Information shown>
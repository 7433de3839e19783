//! Resolver hot-path benchmarks.
//!
//! Run with: `cargo bench --package marketdata-dates`

use std::hint::black_box;

use criterion::{criterion_group, criterion_main, BenchmarkId, Criterion};
use marketdata_dates::{parse_interval, DateInput, Resolver};

fn inputs() -> Vec<(&'static str, DateInput)> {
    vec![
        ("unix-seconds", DateInput::from(1_617_181_723_i64)),
        ("unix-millis", DateInput::from(1_617_181_723_000_i64)),
        ("serial", DateInput::from(44_197.5)),
        ("iso-date", DateInput::from("2024-05-17")),
        ("iso-nanos", DateInput::from("2024-05-17T09:30:00.123456789")),
        ("rfc3339", DateInput::from("2024-05-17T09:30:00Z")),
        ("rfc1123", DateInput::from("Fri, 17 May 2024 09:30:00 EST")),
        ("keyword", DateInput::from("yesterday")),
    ]
}

fn resolve_benchmark(c: &mut Criterion) {
    let resolver = Resolver::new(chrono_tz::America::New_York);
    let mut group = c.benchmark_group("resolve");

    for (name, input) in inputs() {
        group.bench_with_input(BenchmarkId::from_parameter(name), &input, |b, input| {
            b.iter(|| resolver.resolve_input(black_box(input)))
        });
    }

    group.finish();
}

fn date_keys_benchmark(c: &mut Criterion) {
    let resolver = Resolver::new(chrono_tz::UTC);
    let range = resolver
        .calendar_range("2000-01-01", "2024-12-31")
        .expect("valid range");

    c.bench_function("date_keys/weeks", |b| {
        b.iter(|| black_box(&range).generate_date_keys("weeks"))
    });
}

fn interval_benchmark(c: &mut Criterion) {
    c.bench_function("interval/spelled", |b| {
        b.iter(|| parse_interval(black_box("15 minutes")))
    });
}

criterion_group!(benches, resolve_benchmark, date_keys_benchmark, interval_benchmark);
criterion_main!(benches);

Your instructions>
Each line from the one containing "fn resolve_benchmark(c: &mut" through the last line of the material must be restated word for word, with no other text.

Answer to this exercise>
fn resolve_benchmark(c: &mut Criterion) {
    let resolver = Resolver::new(chrono_tz::America::New_York);
    let mut group = c.benchmark_group("resolve");

    for (name, input) in inputs() {
        group.bench_with_input(BenchmarkId::from_parameter(name), &input, |b, input| {
            b.iter(|| resolver.resolve_input(black_box(input)))
        });
    }

    group.finish();
}

fn date_keys_benchmark(c: &mut Criterion) {
    let resolver = Resolver::new(chrono_tz::UTC);
    let range = resolver
        .calendar_range("2000-01-01", "2024-12-31")
        .expect("valid range");

    c.bench_function("date_keys/weeks", |b| {
        b.iter(|| black_box(&range).generate_date_keys("weeks"))
    });
}

fn interval_benchmark(c: &mut Criterion) {
    c.bench_function("interval/spelled", |b| {
        b.iter(|| parse_interval(black_box("15 minutes")))
    });
}

criterion_group!(benches, resolve_benchmark, date_keys_benchmark, interval_benchmark);
criterion_main!(benches);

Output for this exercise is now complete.